You really hope they’re not lying to you when they say things like that. You wonder how they even know.
I didn’t even know his name at first. He was just this weird hostile cat who’d sneak in from outside, bolt through my living room and down the hall, and hide under my bed. I called him Puffy Patchy White Cat, with that poetic and lyrical imagination for which I have become so renowned.
Puffy Patchy White Cat hated my guts. He’d shoot past me en route to his underbed fort, and he’d hiss and spit whenever I bent down to look at him under there. He just wanted the territory. I have no idea why. How many children lie awake at night, fearful of predatory monsters beneath the bed? I lived that dream. I would fall asleep to the growls and hisses of some misanthropic furball just the other side of the mattress, lurking and fuming for reasons I could not fathom.
This went on for months before his Human finally showed up at my door, looking to dump him. Told me that Puffy Patchy White Cat’s name was “Chip,” and that he’d be at the Humane Society within twenty-four hours if nobody was willing to take him. What could I say? The fuzzbot was already spending half his time at the Accursed Apartment; I was going to see him incarcerated, maybe killed, just because he wanted to claw my eyes out?
The day after I said yes I saw Chip’s Human rolling a dolly full of personal effects past my living room window. Chip ran in his wake, mewing piteously: what’s going on where are you taking all my stuff where are we going what’s happening why won’t you talk to me? That two-legged asshole never slowed, never looked back. The service elevator closed behind him and Chip was alone.
He spent th
at night, like all the others, under my bed.
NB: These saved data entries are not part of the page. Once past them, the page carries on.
//! parley-proxy server binary.
//!
//! Reads `config.toml` (or the path given with `--config`), layers the
//! environment on top, and serves the proxy over HTTP in front of Appwrite.
//!
//! # Environment
//!
//! `APPWRITE_ENDPOINT`, `APPWRITE_PROJECT_ID` and `APPWRITE_API_KEY` fill the
//! `backend` table. Any other key can be set as `PARLEY_<KEY>`, with `__`
//! separating nested tables (`PARLEY_BACKEND__DATABASE_ID`).

use std::{path::PathBuf, sync::Arc};

use anyhow::Context as _;
use clap::Parser;
use parley_appwrite::AppwriteBackend;
use parley_proxy::{AppState, ServerConfig};
use tokio::net::TcpListener;
use tracing::level_filters::LevelFilter;
use tracing_subscriber::EnvFilter;

#[derive(Parser)]
#[command(author, version, about = "Parley routing proxy")]
struct Cli {
  /// Path to the TOML configuration file.
  #[arg(short, long, default_value = "config.toml")]
  config: PathBuf,
}

#[tokio::main]
async fn main() -> anyhow::Result<()> {
  // Initialise tracing.
  tracing_subscriber::fmt()
    .with_env_filter(
      EnvFilter::builder()
        .with_default_directive(LevelFilter::INFO.into())
        .from_env_lossy(),
    )
    .init();

  let cli = Cli::parse();

  // Load configuration.
  let settings = config::Config::builder()
    .add_source(config::File::from(cli.config).required(false))
    .add_source(
      config::Environment::with_prefix("PARLEY")
        .separator("__")
        .try_parsing(true)
        .list_separator(",")
        .with_list_parse_key("route_prefixes"),
    )
    .set_override_option("backend.endpoint", std::env::var("APPWRITE_ENDPOINT").ok())?
    .set_override_option("backend.project_id", std::env::var("APPWRITE_PROJECT_ID").ok())?
    .set_override_option("backend.api_key", std::env::var("APPWRITE_API_KEY").ok())?
    .build()
    .context("failed to read configuration")?;

  let server_cfg: ServerConfig = settings
    .try_deserialize()
    .context("failed to deserialise ServerConfig")?;

  if server_cfg.backend.api_key.is_none() {
    tracing::warn!("no backend API key configured; service calls will be rejected upstream");
  }

  let backend = AppwriteBackend::new(server_cfg.backend.clone())
    .context("failed to build backend client")?;

  let state = AppState {
    backend: Arc::new(backend),
    config:  Arc::new(server_cfg.clone()),
  };

  let app = parley_proxy::router(state);
  let address = format!("{}:{}", server_cfg.host, server_cfg.port);

  tracing::info!("Listening on http://{address}");
  let listener = TcpListener::bind(&address)
    .await
    .with_context(|| format!("failed to bind {address}"))?;

  axum::serve(listener, app).await.context("server error")?;

  Ok(())
}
For once he didn’t growl, didn’t hiss, didn’t make a sound.
By the next day he had decided I was his bestest friend. I went into the kitchen and he jumped up on the fridge, started bonking me with that trademark head-butt that is the hallmark of slutty cats everywhere, but which Chip somehow made his own. I fed him. Banana shrugged and made room for another bowl in the house.
In the years since, Chip worked unceasingly to win the title of Toronto’s Priciest Cat. Unused to playing with others, suddenly absorbed into a five-cat household, he peed chronically and expensively on a succession of carpets and towels. The insides of his ears sprouted clusters of grotesque, blueberry-like growths filled with a bloody, tar-like substance that blocked off the canal and provoked a series of infections that smelled like cheese. We had them surgically removed. They grew back. We took him out to a secret government lab in Lake Scugog, spent a couple thousand dollars having his ears lasered clean of tumors. Called him “Miracle Ears” when he came back with perfect pink shells where all that corruption used to be. Groaned when it reappeared yet again, six months later.
A few years back, when he inexplicably went off his food, we spent three grand exploring a lump in his abdomen that the vet said was consistent with cancer. (It turned out to be gas.) He also had chronic tachycardia, which translated into a lifetime prescription for pricey little blue pills called Atenolol.